So, I was probably sitting there with nothing more than a
diaper between me and the full metal dashboard.
All of a sudden, my grandfather came to a screeching halt and I
went tumbling into the floorboard.
Papa reached down, nabbed the closest piece of anatomy he could
latch onto with one hand and set me back up in the seat as we went on
our way together. For
some reason, that story always humored my dad’s father. I never remember him telling it without laughing.

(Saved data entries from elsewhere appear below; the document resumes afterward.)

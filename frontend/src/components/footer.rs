use yew::prelude::*;
use yew_router::prelude::*;

use crate::Route;

#[function_component(Footer)]
pub fn footer() -> Html {
    html! {
        <footer class="app-footer">
            <div class="footer-grid">
                <div class="footer-col">
                    <h3 class="brand">{"DisasterWaste"}</h3>
                    <p class="muted">
                        {"Revolutionizing disaster waste management with AI and IoT technology \
                          for a cleaner, safer environment."}
                    </p>
                </div>

                <div class="footer-col">
                    <h3>{"Quick Links"}</h3>
                    <ul>
                        <li><Link<Route> to={Route::Home}>{"Home"}</Link<Route>></li>
                        <li><Link<Route> to={Route::About}>{"About Us"}</Link<Route>></li>
                        <li><Link<Route> to={Route::Contact}>{"Contact"}</Link<Route>></li>
                        <li><Link<Route> to={Route::Upload}>{"Upload Waste"}</Link<Route>></li>
                    </ul>
                </div>

                <div class="footer-col">
                    <h3>{"Services"}</h3>
                    <ul>
                        <li>{"Waste Classification"}</li>
                        <li>{"Real-Time Tracking"}</li>
                        <li>{"Disaster Response"}</li>
                        <li>{"Recycling Programs"}</li>
                    </ul>
                </div>

                <div class="footer-col">
                    <h3>{"Contact Us"}</h3>
                    <ul>
                        <li><i class="fa-solid fa-location-dot"></i>{" 123 Green Street, Eco City"}</li>
                        <li><i class="fa-solid fa-phone"></i>{" +1 (555) 123-4567"}</li>
                        <li><i class="fa-solid fa-envelope"></i>{" info@disasterwaste.example"}</li>
                    </ul>
                </div>
            </div>

            <div class="footer-bottom">
                <p>{"© 2026 Disaster Waste Management System. All rights reserved."}</p>
            </div>
        </footer>
    }
}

Actually, I don’t remember it at all.
I don’t remember ever being small enough to wear a diaper or
to be picked up by one hand. I
don’t remember riding in my grandfather’s car that day or falling
down or being picked up. Yet,
all of those things happened and became a part of my life’s story, a
part of my story I only know because someone I trusted told me.
Why that story meant so much to my grandfather never made sense
to me until I became a father. Maybe
telling it helped bond him to me as he grew older, helped us stay
close. Stories from our
past, retold, become present tense for a moment, as though they were
happening as we told them, and help us take our next steps toward an
unknown future. Maybe
that’s why my grandfather reminded me of the little things that made
up our history, especially about the time I fell and he was there to
pick me up, even though I don’t remember it.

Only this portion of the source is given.